With employees taking to work-from-home, cybersecurity threat multiplies, says Debasish Mukherjee, VP, Regional Sales APAC at SonicWall.
"These are precisely the times when hackers get creative with their malicious intent of hacking into devices and stealing data," Mukherjee said.
He noted that while caution is being exercised during this epidemic, there's a bunch of opportunistic cyber-criminals who are preying on this fear by developing malicious links and apps to hack devices and steal data. From creating malicious links to developing otherwise unsuspecting apps, the hackers of the digital age are becoming creative in executing their attacks.
Trishneet Arora, Founder & CEO of TAC Security noted that the low-security standards of home Wi-Fi systems, are a significant threat for the cybersecurity sector at the time with data of many people at stake.

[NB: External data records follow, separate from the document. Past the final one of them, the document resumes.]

//! Endpoint catalog of the portal API, one module per feature.
//!
//! Every module exposes its queries and mutations as constants plus a
//! `declare` function; [`registry`] assembles all of them once at startup.

pub mod academics;
pub mod alumni;
pub mod applications;
pub mod auth;
pub mod blogs;
pub mod content;
pub mod email_logs;
pub mod events;
pub mod finance;
pub mod important_data;
pub mod messenger;
pub mod payments;
pub mod societies;
pub mod users;
pub mod work_assignments;

use crate::cache::{Tag, TagType};
use crate::endpoint::{EndpointRegistry, RegistryBuilder};
use crate::transport::ApiError;

/// Build the registry holding every endpoint the client knows about.
pub fn registry() -> EndpointRegistry {
    let mut builder = RegistryBuilder::new();
    declare_all(&mut builder);
    builder.build()
}

/// Add every feature module's declarations to `builder`.
pub fn declare_all(builder: &mut RegistryBuilder) {
    auth::declare(builder);
    content::declare(builder);
    events::declare(builder);
    blogs::declare(builder);
    societies::declare(builder);
    alumni::declare(builder);
    users::declare(builder);
    finance::declare(builder);
    payments::declare(builder);
    applications::declare(builder);
    work_assignments::declare(builder);
    academics::declare(builder);
    important_data::declare(builder);
    messenger::declare(builder);
    // Lives outside the dashboard modules and replaces any earlier declaration.
    email_logs::declare(builder);
}

/// Validate an id used as a single path segment.
pub(crate) fn segment(id: &str) -> Result<&str, ApiError> {
    let id = id.trim();
    if id.is_empty() {
        return Err(ApiError::request("id must not be empty"));
    }
    if id.contains(['/', '?', '#']) || id.chars().all(|c| c == '.') {
        return Err(ApiError::request(format!(
            "id `{id}` is not a valid path segment"
        )));
    }
    Ok(id)
}

/// Type tag plus one id tag per listed item.
pub(crate) fn list_tags<T>(
    tag_type: TagType,
    items: Option<&Vec<T>>,
    id: impl Fn(&T) -> &str,
) -> Vec<Tag> {
    let mut tags = vec![Tag::of(tag_type)];
    if let Some(items) = items {
        tags.extend(items.iter().map(|item| Tag::id(tag_type, id(item))));
    }
    tags
}
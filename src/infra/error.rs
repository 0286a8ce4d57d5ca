use thiserror::Error;

use crate::config::LoadError;
use crate::session::SessionError;
use crate::transport::ApiError;

/// Failures of client bootstrap and of the session flows.
///
/// Queries and plain mutations report their failures as [`ApiError`] values
/// instead.
#[derive(Debug, Error)]
pub enum ClientError {
    #[error(transparent)]
    Config(#[from] LoadError),
    #[error("telemetry initialization failed: {0}")]
    Telemetry(String),
    #[error("failed to build http client: {0}")]
    Http(#[from] reqwest::Error),
    #[error(transparent)]
    Session(#[from] SessionError),
    #[error(transparent)]
    Api(#[from] ApiError),
}

impl ClientError {
    pub fn telemetry(message: impl Into<String>) -> Self {
        Self::Telemetry(message.into())
    }
}
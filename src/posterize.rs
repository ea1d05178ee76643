//! Uniform per-channel step quantization.
//!
//! Both the "simple" and "octree" algorithms reduce to snapping each channel
//! down to a multiple of a fixed step; they only differ in how the step is
//! derived from the requested color count.

use crate::buffer::PixelBuffer;

/// Integer square root (floor).
fn isqrt(n: u32) -> u32 {
    if n < 2 {
        return n;
    }
    let mut x = n;
    let mut y = (x + 1) / 2;
    while y < x {
        x = y;
        y = (x + n / x) / 2;
    }
    x
}

/// `floor(256 / sqrt(target_colors))`, computed exactly.
///
/// `floor(256 / sqrt(k)) == floor(sqrt(65536 / k)) == isqrt(65536 / k)` for
/// integer `k`, which avoids float rounding at perfect squares.
pub fn simple_step(target_colors: u32) -> u32 {
    isqrt(65_536 / target_colors.max(1))
}

/// `floor(256 / 2^floor(log2(target_colors) / 3))`.
///
/// Spreads `log2(k)` bits evenly over three channels. The step is uniform per
/// channel; there is no tree.
pub fn octree_step(target_colors: u32) -> u32 {
    let bits = target_colors.max(1).ilog2() / 3;
    256 >> bits
}

/// Snap every RGB channel down to a multiple of `step`. Alpha is untouched.
pub fn posterize(buffer: &PixelBuffer, step: u32) -> PixelBuffer {
    let mut out = buffer.clone();
    let step = step.max(1);
    let snap = |v: u8| ((v as u32 / step) * step) as u8;
    for p in out.pixels_mut() {
        p.r = snap(p.r);
        p.g = snap(p.g);
        p.b = snap(p.b);
    }
    out
}

#[cfg(test)]
mod tests {
    use super::*;
    use rgb::RGBA8;

    #[test]
    fn simple_step_values() {
        assert_eq!(simple_step(1), 256);
        assert_eq!(simple_step(2), 181);
        assert_eq!(simple_step(4), 128);
        assert_eq!(simple_step(8), 90);
        assert_eq!(simple_step(16), 64);
        assert_eq!(simple_step(255), 16);
    }

    #[test]
    fn octree_step_values() {
        assert_eq!(octree_step(1), 256);
        assert_eq!(octree_step(7), 256);
        assert_eq!(octree_step(8), 128);
        assert_eq!(octree_step(63), 128);
        assert_eq!(octree_step(64), 64);
        assert_eq!(octree_step(255), 64);
    }

    #[test]
    fn value_200_with_step_128() {
        let buf = PixelBuffer::filled(1, 1, RGBA8::new(200, 127, 255, 33));
        let out = posterize(&buf, simple_step(4));
        assert_eq!(out.pixel(0, 0), RGBA8::new(128, 0, 128, 33));
    }

    #[test]
    fn step_256_clears_color() {
        let buf = PixelBuffer::filled(2, 2, RGBA8::new(255, 200, 10, 200));
        let out = posterize(&buf, 256);
        assert!(out.pixels().iter().all(|&p| p == RGBA8::new(0, 0, 0, 200)));
    }
}
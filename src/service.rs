//! Prompt-to-image entry point around an external generative service.
//!
//! The service itself lives outside this crate. It hands back encoded image
//! bytes or an error; either way the caller gets pixel art, because a missing,
//! failing, or undecodable service result falls back to [`sketch`](crate::sketch).

use core::convert::Infallible;
use core::fmt::Display;

use crate::buffer::PixelBuffer;
use crate::codec::decode_png;
use crate::error::PixelateError;
use crate::sketch::{SketchConfig, sketch};
use crate::{PixelationConfig, pixelate};

/// What to ask the generative service for.
#[derive(Debug, Clone, PartialEq, Eq)]
pub struct ArtRequest<'a> {
    pub prompt: &'a str,
    pub style: Option<&'a str>,
    /// Requested output size in pixels.
    pub size: (u32, u32),
    pub credential: Option<&'a str>,
}

impl<'a> ArtRequest<'a> {
    pub fn new(prompt: &'a str, size: (u32, u32)) -> Self {
        Self {
            prompt,
            style: None,
            size,
            credential: None,
        }
    }

    pub fn style(mut self, style: &'a str) -> Self {
        self.style = Some(style);
        self
    }

    pub fn credential(mut self, credential: &'a str) -> Self {
        self.credential = Some(credential);
        self
    }
}

/// An external text-to-image generator returning PNG bytes.
pub trait ArtService {
    type Error: Display;

    fn generate(&self, request: &ArtRequest<'_>) -> Result<Vec<u8>, Self::Error>;
}

/// A service that is never available. Use as `None::<&NoService>`.
///
/// The type has no values, so `Some(&NoService)` cannot be written.
#[derive(Debug, Clone, Copy)]
pub enum NoService {}

impl ArtService for NoService {
    type Error = Infallible;

    fn generate(&self, _request: &ArtRequest<'_>) -> Result<Vec<u8>, Infallible> {
        match *self {}
    }
}

/// Where the image behind a [`render_prompt`] result came from.
#[derive(Debug, Clone, Copy, PartialEq, Eq)]
pub enum ArtSource {
    Service,
    Sketch,
}

/// Sketch sized to cover `size` with cells of one pixelation block each.
fn fallback_sketch(
    request: &ArtRequest<'_>,
    block_size: u32,
) -> Result<PixelBuffer, PixelateError> {
    let cell = block_size.max(1);
    let config = SketchConfig::new()
        .columns(request.size.0.div_ceil(cell).max(1))
        .rows(request.size.1.div_ceil(cell).max(1))
        .cell_size(cell);
    sketch(request.prompt, &config)
}

/// Get an image for `request` and pixelate it with `config`.
///
/// Tries `service` once. No service, a service error, or bytes that do not
/// decode as PNG all fall back to a prompt-seeded sketch. Configuration
/// errors are reported before the service is called.
pub fn render_prompt<S: ArtService>(
    service: Option<&S>,
    request: &ArtRequest<'_>,
    config: &PixelationConfig,
) -> Result<(PixelBuffer, ArtSource), PixelateError> {
    config.validate()?;

    let generated = service.and_then(|s| match s.generate(request) {
        Ok(bytes) => match decode_png(&bytes) {
            Ok(buffer) => Some(buffer),
            Err(e) => {
                log::warn!("art service returned an undecodable image: {e}");
                None
            }
        },
        Err(e) => {
            log::warn!("art service failed: {e}");
            None
        }
    });

    let (source_image, source) = match generated {
        Some(buffer) => (buffer, ArtSource::Service),
        None => (
            fallback_sketch(request, config.block_size)?,
            ArtSource::Sketch,
        ),
    };

    Ok((pixelate(&source_image, config)?, source))
}
extern crate alloc;
use alloc::vec::Vec;

use crate::buffer::PixelBuffer;
use crate::histogram::{Color, ColorHistogram, rgb_of};

/// Squared Euclidean distance in RGB space.
#[inline]
pub fn distance_sq(a: Color, b: Color) -> u32 {
    let dr = a[0] as i32 - b[0] as i32;
    let dg = a[1] as i32 - b[1] as i32;
    let db = a[2] as i32 - b[2] as i32;
    (dr * dr + dg * dg + db * db) as u32
}

/// Index of the palette entry nearest to `color`. Ties go to the lowest index.
///
/// `palette` must not be empty.
pub fn nearest(palette: &[Color], color: Color) -> usize {
    let mut best_idx = 0;
    let mut best_dist = u32::MAX;
    for (i, &entry) in palette.iter().enumerate() {
        let d = distance_sq(color, entry);
        if d < best_dist {
            best_dist = d;
            best_idx = i;
            if d == 0 {
                break;
            }
        }
    }
    best_idx
}

/// Replace the RGB of every pixel with its nearest palette color, keeping alpha.
///
/// Each distinct color is resolved once against the palette; pixels then go
/// through that table. Runs of identical pixels skip the table lookup.
pub fn remap_to_palette(
    buffer: &PixelBuffer,
    hist: &ColorHistogram,
    palette: &[Color],
) -> PixelBuffer {
    let mut out = buffer.clone();
    if palette.is_empty() || buffer.is_empty() {
        return out;
    }

    let resolved: Vec<Color> = hist
        .entries()
        .iter()
        .map(|e| palette[nearest(palette, e.color)])
        .collect();

    let mut prev: Option<(Color, Color)> = None;
    for p in out.pixels_mut() {
        let src = rgb_of(*p);
        let mapped = match prev {
            Some((from, to)) if from == src => to,
            _ => {
                let to = match hist.position(src) {
                    Some(slot) => resolved[slot],
                    None => palette[nearest(palette, src)],
                };
                prev = Some((src, to));
                to
            }
        };
        p.r = mapped[0];
        p.g = mapped[1];
        p.b = mapped[2];
    }

    out
}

"A few isolated incidents of cyber crimes have already been seen with unsafe links resulting in the theft of sensitive data. For instance, people are offering fake maps that show infected users, this needs the person to download software to get fake maps, successively making it a security concern," Arora said.
He observed that the role of cybersecurity companies at this moment is more critical than ever. it's essential at this moment to observe baseline behaviours and any anomalous cyber activity should be looked into in real-time basis.
Bhasin of Palo Alto Networks was of the view that employers ought to prepare employees who are unaccustomed to remote working to navigate the challenges involved.
This can be done through an informative framework to show staff the way to identify and avoid risks, as well as outline the clear procedures to follow just in case of a cybersecurity incident, he added.
Among other precautionary measures, he said that sensitive systems and data should even be restricted where possible, with access reviewed and granted to essential teams only. It should even be ascertained that work devices encrypt data at rest and are ready to protect data on the device if it's lost or stolen.
Michael Sentonas, Global CTO of CrowdStrike said that crisis management and incident response plans need to be executable by a remote workforce.
"A cyber incident that happens when a corporation is already operating outside of normal conditions contains greater potential to spiral out of control," he said.
He added that effective remote collaboration tools -- including out-of-band conference bridges, messaging platforms and productivity applications -- can allow a dispersed team to make a "virtual war room" from which to manage response efforts.
"At this moment, there's a requirement for the cybersecurity industry to be more dynamic and responsive than ever before," said TAC Security Founder Trishneet Arora.